A CVA will influence dysfunction in the brain usually affecting one side or hemisphere of the brain. When the right or left hemisphere of the brain is affected it may cause a loss of motor function on the opposite side of the body. This may cause difficulty with weight bearing on the affected side. It may also cause a visual field loss or a spatial neglect on the affected side. A CVA in the left hemisphere may also cause difficulty with recognizing letters, numbers and words that are called a receptive aphasia as well as difficulty speaking which is termed an expressive aphasia.
When a CVA occurs the spatial visual process will be compromised affecting the balance in organizing support from the visual process for posture, balance and movement. Following a cerebrovascular accident (CVA), individuals initially tend to lean toward the side of the hemiparesis Paresis of one side of the body). The brain will attempt to compensate for this weight shift by shifting the visual midline away from the affected side. This is termed a Visual Midline Shift Syndrome (VMSS). When the visual midline shifts the effect is to weight shift away from the affected side. Rehabilitation following a CVA requires extensive physical and occupational therapy in an attempt to facilitate proprioceptive and spatial awareness on the affected side, through weight bearing, to improve posture and balance.
Often patient in therapy will improve only to a certain level and then “plateau” or not make and additional progress. This is because the visual midline will often not reset. The patient will be often discharged by the rehabilitation center because of lack of further progress.
If the visual midline remains compromised the progress will often “plateau”.
Research performed by Dr. Padula and colleagues have proven that through a careful assessment of the spatial visual process and evaluation of posture and balance, yoked prisms can be prescribed which will affect postural alignment and increase weight bearing on the affected side. If the yoked prisms are prescribed while the patient is still in therapy often the condition of progress will advance well beyond the level of “plateauing” occurring without the prisms. For patients who have been discharged posture yoked prisms (PYP) can still rehabilitate balance and movement even years after all therapy has been stopped. The use of PYP varies depending upon the condition of the patient presented.
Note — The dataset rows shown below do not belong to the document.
//! # Configuration Settings
//!
//! Defines the configuration structure for the meshplane control plane.

use std::time::Duration;

use serde::{Deserialize, Serialize};
use validator::Validate;

use super::provider::{ProviderConfig, ProviderSpec};
use crate::certificate::RENEW_BEFORE_CERT_EXPIRES;
use crate::errors::ConfigError;

/// Main application configuration
#[derive(Debug, Clone, Serialize, Deserialize, Validate)]
pub struct MeshConfig {
    /// Mesh name; namespaces labelled with it are monitored
    #[validate(length(min = 1, message = "Mesh name cannot be empty"))]
    pub mesh_name: String,

    /// Namespace the control plane runs in; provider secrets are read from it
    #[validate(length(min = 1, message = "Control plane namespace cannot be empty"))]
    pub namespace: String,

    /// Certificate provider selection
    #[serde(default)]
    pub provider: ProviderSpec,

    #[validate(nested)]
    #[serde(default)]
    pub certificates: CertificateSettings,

    #[validate(nested)]
    #[serde(default)]
    pub cache: CacheSettings,

    #[validate(nested)]
    #[serde(default)]
    pub observability: ObservabilityConfig,
}

impl Default for MeshConfig {
    fn default() -> Self {
        Self {
            mesh_name: "meshplane".to_string(),
            namespace: "meshplane-system".to_string(),
            provider: ProviderSpec::default(),
            certificates: CertificateSettings::default(),
            cache: CacheSettings::default(),
            observability: ObservabilityConfig::default(),
        }
    }
}

impl MeshConfig {
    /// Validate the entire configuration and return the selected provider.
    pub fn validate(&self) -> Result<ProviderConfig, ConfigError> {
        Validate::validate(self)?;
        self.validate_custom()?;
        self.provider.resolve()
    }

    /// Checks the validator derive cannot express.
    fn validate_custom(&self) -> Result<(), ConfigError> {
        // A renewal tick longer than the lead time lets certificates lapse.
        if self.certificates.renewal_interval() > RENEW_BEFORE_CERT_EXPIRES {
            return Err(ConfigError::invalid(format!(
                "certificates.renewal_interval_secs ({}) must not exceed the {}s renewal lead time",
                self.certificates.renewal_interval_secs,
                RENEW_BEFORE_CERT_EXPIRES.as_secs()
            )));
        }

        if self.certificates.validity() <= RENEW_BEFORE_CERT_EXPIRES {
            return Err(ConfigError::invalid(format!(
                "certificates.validity_secs ({}) must exceed the {}s renewal lead time",
                self.certificates.validity_secs,
                RENEW_BEFORE_CERT_EXPIRES.as_secs()
            )));
        }

        Ok(())
    }
}

/// Issued certificate lifetimes and renewal cadence.
#[derive(Debug, Clone, Serialize, Deserialize, Validate)]
pub struct CertificateSettings {
    /// Validity period of issued leaf certificates in seconds
    #[validate(range(min = 60, message = "Certificate validity must be at least 60 seconds"))]
    pub validity_secs: u64,

    /// Interval between renewal sweeps in seconds
    #[validate(range(min = 1, message = "Renewal interval must be at least 1 second"))]
    pub renewal_interval_secs: u64,
}

impl Default for CertificateSettings {
    fn default() -> Self {
        Self { validity_secs: 24 * 60 * 60, renewal_interval_secs: 5 }
    }
}

impl CertificateSettings {
    pub fn validity(&self) -> Duration {
        Duration::from_secs(self.validity_secs)
    }

    pub fn renewal_interval(&self) -> Duration {
        Duration::from_secs(self.renewal_interval_secs)
    }
}

/// Resource cache settings.
#[derive(Debug, Clone, Serialize, Deserialize, Validate)]
pub struct CacheSettings {
    /// How long startup waits for the initial list of every kind
    #[validate(range(min = 1, max = 600, message = "Sync timeout must be between 1 and 600 seconds"))]
    pub sync_timeout_secs: u64,

    /// Per-subscriber announcement buffer
    #[validate(range(min = 1, max = 65536, message = "Announcement buffer must be between 1 and 65536"))]
    pub announcement_buffer: usize,
}

impl Default for CacheSettings {
    fn default() -> Self {
        Self { sync_timeout_secs: 60, announcement_buffer: 128 }
    }
}

impl CacheSettings {
    pub fn sync_timeout(&self) -> Duration {
        Duration::from_secs(self.sync_timeout_secs)
    }
}

/// Observability configuration
#[derive(Debug, Clone, Serialize, Deserialize, Validate)]
pub struct ObservabilityConfig {
    /// Service name attached to metrics
    #[validate(length(min = 1, message = "Service name cannot be empty"))]
    pub service_name: String,

    /// Log filter directive (trace, debug, info, warn, error, or a full
    /// `EnvFilter` directive). `RUST_LOG` takes precedence when set.
    #[validate(length(min = 1, message = "Log level cannot be empty"))]
    pub log_level: String,

    /// Enable JSON structured logging
    pub json_logging: bool,

    /// Address for the Prometheus scrape endpoint; metrics stay in-process when unset
    #[serde(default)]
    pub metrics_bind_address: Option<String>,
}

impl Default for ObservabilityConfig {
    fn default() -> Self {
        Self {
            service_name: "meshplane".to_string(),
            log_level: "info".to_string(),
            json_logging: false,
            metrics_bind_address: None,
        }
    }
}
In some cases the PYP can re eliminated and in other cases the prisms may be needed as maintenance or the PYP may be reduced in power.
The PYP are determined though a comprehensive evaluation of vision as well as a neuro-visual postural evaluation with PYP that are specifically designed and prescribed to affect the lateral and/or anterior-posterior shift in VMSS. Follow-up evaluations are important to monitor the progress, alter the position of the prisms and to consider Neuro-Visual Postural Therapy ™ (NVPT) if necessary and appropriate.